*** Supplied data Section Begins ***

#[tokio::test]
async fn bulk_update_reports_each_rule() {
    let harness = simulated(config(), |onu| onu);
    let device = harness.adapter.adopt_device(onu()).await.unwrap();

    let flows = vec![
        multicast_flow(Ipv4Addr::new(239, 1, 2, 3)),
        FlowRule {
            fields: vec![MatchField::InPort(9)],
            ..Default::default()
        },
        FlowRule {
            fields: vec![MatchField::InPort(UNI_PORT_NO), MatchField::Other(6)],
            ..Default::default()
        },
        FlowRule {
            fields: vec![MatchField::InPort(UNI_PORT_NO)],
            actions: vec![Action::Other(11)],
            ..Default::default()
        },
        FlowRule {
            fields: vec![MatchField::EthType(0x0800)],
            ..Default::default()
        },
    ];
    let outcomes = harness
        .adapter
        .update_flows_bulk(&device, &flows, &[])
        .await
        .unwrap();

    assert!(outcomes[0].is_applied());
    let kinds: Vec<_> = outcomes[1..]
        .iter()
        .map(|outcome| match outcome {
            FlowOutcome::Rejected(error) => match error.kind {
                ErrorKind::InvalidInPort(_) => "in_port",
                ErrorKind::UnsupportedField(_) => "field",
                ErrorKind::UnsupportedAction(_) => "action",
                ErrorKind::MissingInPort => "missing",
                _ => "other",
            },
            _ => "not rejected",
        })
        .collect();
    assert_eq!(kinds, vec!["in_port", "field", "action", "missing"]);
}

#[tokio::test]
async fn groups_and_unknown_devices_are_rejected() {
    let harness = simulated(config(), |onu| onu);

    let error = harness
        .adapter
        .update_flows_bulk(&onu(), &[], &[FlowGroup { group_id: 1 }])
        .await
        .unwrap_err();
    assert!(matches!(error.kind, ErrorKind::UnsupportedGroups(1)));

    let error = harness
        .adapter
        .update_flows_bulk(&onu(), &[], &[])
        .await
        .unwrap_err();
    assert!(matches!(error.kind, ErrorKind::UnknownDevice(_)));
}

#[tokio::test]
async fn exchange_passes_events_to_handler_in_order() {
    #[derive(Clone, Default)]
    struct Seen(Arc<Mutex<Vec<MessageType>>>);

    impl UnsolicitedHandler for Seen {
        fn handle(&mut self, message_type: MessageType, _frame: &eoam::Frame) {
            self.0.lock().unwrap().push(message_type);
        }
    }

    let (router, outbound) = ProxyRouter::new(8);
    SimulatedOnu::new(router.clone(), outbound)
        .with_unsolicited(vec![
            sim::event_notification(1, Oui::CABLELABS),
            sim::omci_message(&[0x01]),
        ])
        .spawn();

    let seen = Seen::default();
    let inbound = router.register(&proxy_address()).unwrap();
    let mut exchange = MessageExchange::new(
        proxy_address(),
        Arc::new(router),
        inbound,
        Box::new(seen.clone()),
        None,
        DeviceLog::new(ONU),
    );

    let response = exchange
        .exchange(
            DpoeCommand::set_request(vec![eoam::Attribute::add_static_mac_address(
                MacAddress([0x01, 0x00, 0x5e, 0x00, 0x00, 0x01]),
            )]),
            MessageType::SetResponse,
        )
        .await
        .unwrap();
    assert_eq!(response.message_type(), MessageType::SetResponse);
    assert_eq!(
        *seen.0.lock().unwrap(),
        vec![MessageType::EventNotification, MessageType::OmciMessage]
    );
}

*** Supplied data Section Ends ***

» Your goal: Out of the records above, pull each line containing the word "self".

» The completed task:
        fn handle(&mut self, message_type: MessageType, _frame: &eoam::Frame) {
            self.0.lock().unwrap().push(message_type);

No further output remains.